Dorothea Rhodes Lummis Moore (, Rhodes; after first marriage, Lummis; after second marriage, Moore; November 9, 1857March 4, 1942) was an American physician, writer, newspaper editor, and activist. Although a successful student of music in the New England Conservatory of Music, in Boston, she entered the medical school of Boston University in 1881, and graduated with honors in 1884. In 1880, she married Charles Fletcher Lummis, and in 1885, removed to Los Angeles, California, where she began the practice of medicine. She served as dramatic editor of the Los Angeles Times and also musical editor and critic on that journal. She was instrumental in the formation of a humane society which was brought about through her observations of the neglect and cruelty to the children of the poor, and Mexican families, visited in her practice; and the establishment of the California system of juvenile courts. She wrote for Puck, Judge, Life, Women's Cycle, San Francisco Argonaut, and the Californian, as well as contributing many important papers to the various medical journals of the United States. After divorcing Charles Lummis in 1891, she married secondly Dr. Ernest Carroll Moore in 1896. She was a confidante of Charlotte Perkins Gilman, and a life-long friend of Mary Austin.

Early years and education
Mary Dorothea Rhodes was born in Chillicothe, Ohio, November 9, 1860. Her parents were Josiah H. Rhodes, of Pennsylvania Dutch ancestry, and Sarah Crosby Swift, of New England Puritans ancestry. Several brothers and a sister died in infancy. In 1868, the family moved to Portsmouth, Ohio.

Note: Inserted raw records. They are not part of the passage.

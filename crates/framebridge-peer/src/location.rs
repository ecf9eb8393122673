use std::cell::RefCell;
use std::rc::Rc;

/// The document's location and referrer.
pub trait Location {
    /// Current URL.
    fn href(&self) -> String;
    /// Navigate to `url`.
    fn assign(&mut self, url: &str);
    /// URL of the page that linked here, empty if none.
    fn referrer(&self) -> String;
}

#[derive(Debug, Default)]
struct LocationState {
    href: String,
    referrer: String,
    navigations: Vec<String>,
}

/// A location that records navigations instead of performing them.
#[derive(Debug, Clone, Default)]
pub struct MemoryLocation {
    state: Rc<RefCell<LocationState>>,
}

impl MemoryLocation {
    pub fn new(href: &str, referrer: &str) -> Self {
        Self {
            state: Rc::new(RefCell::new(LocationState {
                href: href.to_string(),
                referrer: referrer.to_string(),
                navigations: Vec::new(),
            })),
        }
    }

    /// URLs assigned so far, in order.
    pub fn navigations(&self) -> Vec<String> {
        self.state.borrow().navigations.clone()
    }
}

impl Location for MemoryLocation {
    fn href(&self) -> String {
        self.state.borrow().href.clone()
    }

    fn assign(&mut self, url: &str) {
        let mut state = self.state.borrow_mut();
        state.href = url.to_string();
        state.navigations.push(url.to_string());
    }

    fn referrer(&self) -> String {
        self.state.borrow().referrer.clone()
    }
}
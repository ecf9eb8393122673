/// Errors reported by viewport collaborators.
#[derive(Debug, thiserror::Error)]
pub enum ViewportError {
    /// The requested capability is not available in this browser.
    #[error("capability not supported: {0}")]
    Unsupported(String),

    /// The browser refused the request (e.g. no user gesture).
    #[error("request rejected: {0}")]
    Rejected(String),
}

pub type Result<T> = std::result::Result<T, ViewportError>;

Dorothea entered the Portsmouth Female College, and at the age of sixteen years was graduated as B.A. and was the salutatorian of her class. Two years later, she went to Philadelphia, Pennsylvania, and entered Mme. Emma Seller's conservatory of music. She remained two years, learning some music and hearing a great deal of the best in concert and opera, and reading indiscriminately and superficially everything that was found on the shelves of the Public Library, that looked interesting. Later she went to Boston, Massachusetts, and studied music under James O'Neil of the New England Conservatory of Music.

Career

On April 16, 1880, at Boston, she secretly married Charles Fletcher Lummis, who was then a student at Harvard University. In 1881, she entered Boston University School of Medicine, and graduated with honors in 1884, thought he flunked out before then and went to work for her parents in the Scioto River area of Ohio. Initially engaged in farming, he became a journalist on the Scioto Gazette before he accepted a position with the Los Angeles Times in 1884. During the last year of her college life, Moore served as resident physician in the New England Conservatory of Music. In 1885, she joined her husband in Los Angeles, where she began to practice medicine. She was highly successful in her practice, obtaining prompt recognition from her fellow physicians. She served as president and secretary of the Los Angeles County Medical Association, and as corresponding secretary of the Southern California Medical Society. In her practice, after finding much cruelty and neglect among the children, chiefly of the Mexican-Americans, and among animals, she formed a humane society, and brought the cases of neglect and cruelty into the courts.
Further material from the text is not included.